- Original Post
- Music: Various
- Lyrics: Lionel Florence Patrice Guirao
- Book: Kamel Ouali
- Basis: The life of Louis XIV
- Productions: 2005 Paris 2014 Tokyo

= Le Roi Soleil (musical) =

2005 musical comedy about Louis XIV of France

Le Roi Soleil (/fr/, lit. 'The Sun King') is a French musical about the life of Louis XIV (played by Emmanuel Moire). It premiered on 22 September 2005 at the Palais des Sports in Paris.

==Plot==
The play begins with the Fronde against Cardinal Mazarin. Young Louis is the consecrated King at Reims, but his power has been confiscated by his mother, Anne of Austria, and the Cardinal, as both doubt his ability to rule France alone.

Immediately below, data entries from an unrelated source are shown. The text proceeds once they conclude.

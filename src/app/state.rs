//! Central application state.
//!
//! All mutable state lives here so that the rest of the app can be pure
//! functions over `&AppState` (rendering) or `&mut AppState` (event handling).

use std::path::PathBuf;
use std::rc::Rc;
use std::time::Instant;

use crate::config::{config_path, AnimatorConfig, CELL_WIDTH_PX};
use crate::core::{
    card::{self, Card},
    cta::{CtaTrigger, FloatingCta},
    depth::DepthPhase,
    driver::{FrameReport, StackDriver},
    page_progress::{self, DarkSectionTracker},
};
use crate::ui::card_stage::{SharedSurface, SurfaceHandle};
use crate::ui::smooth_scroll::SmoothScroll;

use super::page::{PageLayout, SectionKind};

/// Rows taken by the nav bar, progress line and status bar.
pub const CHROME_ROWS: u16 = 3;
/// Keyboard scroll easing per frame.
const EASE_SPEED: f64 = 0.25;

/// Which view / overlay is currently active.
#[derive(Debug, Clone, Copy, PartialEq, Eq, Default)]
pub enum ActiveView {
    #[default]
    Page,
    SettingsMenu,
}

/// Top-level application state.
pub struct AppState {
    pub config: AnimatorConfig,
    /// Where settings changes are persisted.
    pub config_path: PathBuf,
    /// Static card content, fixed for the session.
    pub cards: Vec<Card>,
    /// What the stage draws; written only by the animator.
    pub surfaces: Vec<SharedSurface>,
    pub driver: StackDriver<SurfaceHandle>,
    pub page: PageLayout,
    pub scroll: SmoothScroll,
    /// Terminal width converted to pixels for the mobile breakpoint.
    pub viewport_width_px: u32,
    /// Preview the mobile constants regardless of terminal width.
    pub force_mobile: bool,
    pub page_percent: f64,
    pub dark_tracker: DarkSectionTracker,
    pub cta: FloatingCta,
    /// Controls the main event loop.
    pub should_quit: bool,
    /// An optional status message shown in the bottom bar.
    pub status_message: Option<String>,
    pub active_view: ActiveView,
    /// Currently highlighted item in the settings menu.
    pub settings_selected: usize,
}

impl AppState {
    /// Build the page for a terminal of `cols` × `rows`, attach a surface per
    /// card and mount the stack.
    pub fn new(config: AnimatorConfig, cols: u16, rows: u16, force_mobile: bool) -> Self {
        let cards = card::capabilities();
        let page = PageLayout::build(page_rows(rows), cards.len());
        let viewport_width_px = u32::from(cols) * CELL_WIDTH_PX;

        let effective = effective_width(&config, viewport_width_px, force_mobile);
        let mut driver = StackDriver::new(
            cards.len(),
            config.animator_settings(effective),
            config.driver_timing(),
        );
        let surfaces: Vec<SharedSurface> = cards.iter().map(|_| SharedSurface::default()).collect();
        for (i, surface) in surfaces.iter().enumerate() {
            driver.attach(i, SurfaceHandle::new(Rc::clone(surface)));
        }
        driver.mount(page.stack_geometry(), 0.0);

        let (cta_top, cta_height) = page.hero_cta();
        let mut state = Self {
            config,
            config_path: config_path(),
            cards,
            surfaces,
            driver,
            page,
            scroll: SmoothScroll::new(EASE_SPEED),
            viewport_width_px,
            force_mobile,
            page_percent: 0.0,
            dark_tracker: DarkSectionTracker::new(0.5),
            cta: FloatingCta::new(CtaTrigger::Anchor {
                top: cta_top,
                height: cta_height,
            }),
            should_quit: false,
            status_message: None,
            active_view: ActiveView::default(),
            settings_selected: 0,
        };
        state.update_page_chrome();
        state
    }

    pub fn scroll_offset(&self) -> f64 {
        self.scroll.current()
    }

    /// Scroll by `delta` rows.  Smooth scrolls ease over the next frames;
    /// otherwise the offset moves now.
    pub fn scroll_by(&mut self, delta: f64, now: Instant, smooth: bool) {
        let target = self.scroll.target() + delta;
        self.scroll_to(target, now, smooth);
    }

    pub fn scroll_to(&mut self, target: f64, now: Instant, smooth: bool) {
        let target = self.page.clamp_scroll(target);
        if smooth {
            self.scroll.set_target(target);
        } else {
            self.scroll.jump_to(target);
            self.notify_scroll(now);
        }
    }

    pub fn jump_to_section(&mut self, kind: SectionKind, now: Instant) {
        let top = self.page.section(kind).top;
        self.scroll_to(top, now, true);
    }

    /// Deliver the current offset to everything that listens to scrolling.
    fn notify_scroll(&mut self, now: Instant) {
        self.driver.on_scroll(self.scroll.current(), now);
        self.update_page_chrome();
    }

    fn update_page_chrome(&mut self) {
        let offset = self.scroll.current();
        self.page_percent = page_progress::page_percent(
            offset,
            self.page.document_height,
            self.page.viewport_height,
        );
        if let Some(over) = self.dark_tracker.update(self.page.dark_rect(offset)) {
            tracing::trace!(over, "progress indicator over dark section");
        }
        self.cta.update(offset, self.page.viewport_height);
    }

    /// Terminal resized: relayout now, hand the new geometry to the
    /// (debounced) stack.
    pub fn on_resize(&mut self, cols: u16, rows: u16, now: Instant) {
        self.page = PageLayout::build(page_rows(rows), self.cards.len());
        let (top, height) = self.page.hero_cta();
        self.cta.set_trigger(CtaTrigger::Anchor { top, height });

        let width_px = u32::from(cols) * CELL_WIDTH_PX;
        let crossed = self.config.is_mobile(width_px) != self.config.is_mobile(self.viewport_width_px);
        self.viewport_width_px = width_px;
        if crossed {
            self.apply_config();
        }

        let clamped = self.page.clamp_scroll(self.scroll.current());
        self.scroll.jump_to(clamped);
        self.driver.on_resize(self.page.stack_geometry(), now);
        self.notify_scroll(now);
    }

    /// Frame boundary: advance easing, then let the stack run.
    pub fn on_frame(&mut self, now: Instant) -> FrameReport {
        if self.scroll.tick().is_some() {
            self.notify_scroll(now);
        }
        self.driver.on_frame(now)
    }

    /// Push the current config into the running stack.
    pub fn apply_config(&mut self) {
        let width = effective_width(&self.config, self.viewport_width_px, self.force_mobile);
        self.driver
            .reconfigure(self.config.animator_settings(width), self.config.driver_timing());
    }

    /// Persist the config, reporting failures in the status bar.
    pub fn save_config(&mut self) {
        if let Err(err) = self.config.save_to(&self.config_path) {
            tracing::warn!(%err, "could not save config");
            self.status_message = Some(format!("config not saved: {err}"));
        }
    }

    pub fn is_mobile(&self) -> bool {
        self.config
            .is_mobile(effective_width(&self.config, self.viewport_width_px, self.force_mobile))
    }

    /// Cards currently on screen, by depth phase.
    pub fn visible_cards(&self) -> usize {
        let animator = self.driver.animator();
        let cap = animator.settings().style.stack_cap;
        let last = animator.card_count().saturating_sub(1);
        animator
            .depths()
            .iter()
            .enumerate()
            .filter(|&(i, &depth)| DepthPhase::classify(depth, cap, i == last).is_visible())
            .count()
    }

    /// `true` while the motion hint is up on any card.
    pub fn motion_active(&self) -> bool {
        self.surfaces.iter().any(|s| s.borrow().motion_hint)
    }

    /// Release the stack before the terminal goes away.
    pub fn shutdown(&mut self) {
        self.driver.unmount();
    }
}

/// Page viewport height for a terminal of `rows`.
pub fn page_rows(rows: u16) -> u16 {
    rows.saturating_sub(CHROME_ROWS).max(1)
}

fn effective_width(config: &AnimatorConfig, width_px: u32, force_mobile: bool) -> u32 {
    if force_mobile {
        width_px.min(config.mobile_breakpoint_px.saturating_sub(1))
    } else {
        width_px
    }
}

#[cfg(test)]
mod tests {
    use super::*;
    use std::time::Duration;

    fn state() -> (AppState, Instant) {
        let mut s = AppState::new(AnimatorConfig::default(), 120, 33, false);
        let t0 = Instant::now();
        s.on_frame(t0);
        (s, t0)
    }

    #[test]
    fn first_frame_shows_front_card() {
        let (s, _) = state();
        assert_eq!(s.surfaces[0].borrow().style, crate::core::style::CardStyle::REST);
        assert!(!s.surfaces[1].borrow().style.is_visible());
    }

    #[test]
    fn scrolling_through_section_moves_cards() {
        let (mut s, t0) = state();
        let caps = s.page.section(SectionKind::Capabilities);
        s.scroll_to(caps.top + s.page.stack_geometry().scrollable_height() / 2.0, t0, false);
        s.on_frame(t0 + Duration::from_millis(16));
        assert!((s.driver.animator().progress() - 0.5).abs() < 1e-9);
        assert!(s.surfaces[0].borrow().style.blur_px > 0.0);
        assert!(s.motion_active());
        assert!(s.cta.is_visible());
        assert_eq!(s.visible_cards(), 4);
    }

    #[test]
    fn smooth_scroll_reaches_target_over_frames() {
        let (mut s, t0) = state();
        s.scroll_by(30.0, t0, true);
        assert_eq!(s.scroll_offset(), 0.0);
        for i in 1..200 {
            s.on_frame(t0 + Duration::from_millis(16 * i));
        }
        assert_eq!(s.scroll_offset(), 30.0);
    }

    #[test]
    fn forced_mobile_switches_constants() {
        let mut s = AppState::new(AnimatorConfig::default(), 200, 40, true);
        assert!(s.is_mobile());
        assert!(!s.driver.animator().settings().style.blur_enabled);
        s.force_mobile = false;
        s.apply_config();
        assert!(s.driver.animator().settings().style.blur_enabled);
    }

    #[test]
    fn shutdown_stops_frames() {
        let (mut s, t0) = state();
        s.shutdown();
        s.scroll_by(50.0, t0, false);
        assert!(!s.on_frame(t0 + Duration::from_millis(16)).ran);
    }
}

Louis falls in love with Marie Mancini, an Italian emigrant without noble birth, niece of Cardinal Mazarin. To prove himself as a man, the young monarch decides to join the war at the head of his armies despite Marie's attempt to stop him due to her bad premonition. Louis falls in battle, victim to a serious disease, and is believed dead for a long time. The court forgets him and attempts to name his brother Philippe the new King of France. Marie, however, refuses to accept his fate and spends many nights by his bedside praying in tears.

Then, in a sudden turn of events, one of the royal doctors administers a drug that awakens Louis from his sleep. He learns that he has been forgotten by everyone in the country except Marie and his own family. Now desperately in love with the beautiful Italian, Louis proposes to her. Marie reminds him that it is impossible for a French king to marry an Italian of low birth. Anne of Austria, Mazarin and even the Pope would object.

Louis stubbornly dismisses all opposition, declaring that he is King and will therefore decide his own future. Nevertheless, Anne of Austria and Mazarin put an end to the dream by exiling Marie and persuading the young King to marry the Spanish princess. The first act ends with the pain of separation.

The second Act begins with the death of Mazarin, upon which Louis seizes power and becomes the Sun King. He becomes a débauché dallying with various women and forgetting that his people will pay heavy taxes for the construction of his dream palace, the Château de Versailles.

After many events such as the matter of the Man in the Iron Mask and the Poison Affair, Louis attains what he could not achieve with Marie Mancini. He marries, despite opposition, Françoise d'Aubigné, Marquise de Maintenon, a woman without noble birth who was the governess of his illegitimate children with Françoise-Athénaïs, marquise de Montespan.

The final performances of this play were on 6–8 July 2007 in Paris.

==Cast==
- Louis XIV: Emmanuel Moire.
- Marie Mancini: Anne-Laure Girbal.
- Monsieur, the King's brother: Christophe Maé.
- Françoise d'Aubigné: Cathialine Andria.
- The Duc de Beaufort: Merwan Rim.
- Isabelle, the representative of the people: Victoria Petrosillo.
- Madame de Montespan: Lysa Ansaldi.
- Cardinal Mazarin: Jack Morgan.
- Anne of Austria: Marie Lenoir.

==Songs==

- Act I
- Prélude versaillais - instrumental
- Contre ceux d'en haut - M. Rim & V. Petrosillo
- Qu'avons-nous fait de vous? - V. Petrosillo & M. Rim
- Je serai lui - C. Andria
- Être à la hauteur - E. Moire
- Ça marche - C. Maé
- Où ça mène quand on s'aime - A.-L. Girbal & E. Moire
- Encore du temps - V. Petrosillo, A.-L. Girbal
- Requien Aeternam - V. Petrosillo, M. Rim, A.-L. Girbal
- A qui la faute - C. Maé
- Je fais de toi mon essentiel - E. Moire & A.-L. Girbal
- S'aimer est interdit - A.-L. Girbal & E. Moire

- Act 2
- Repartir - M. Rim, V. Petrosillo & C. Andria
- Le ballet des planètes - instrumental
- Pour arriver à moi - E. Moire
- Un geste de vous - L. Ansaldi, C. Maé & E.Moire
- Le bal des monstres - instrumental
- Entre ciel et terre - M. Rim & V. Petrosillo
- Alors d'accord - C. Andria with a child
- J'en appelle - L. Ansaldi
- L'arrestation - instrumental
- Personne n'est personne - V. Petrosillo & C. Andria
- Et vice Versailles - C. Maé & E. Moire
- La vie passe - E. Moire & C. Andria
- Tant qu'on rêve encore - ALL

==International productions==

===Japan===
Presented by the all-female Takarazuka Revue, the production was performed by Star Troupe, starring Reon Yuzuki as Louis XIV. The musical ran from 17 May to 2 June 2014 at Tokyu Theatre Orb in Tokyo.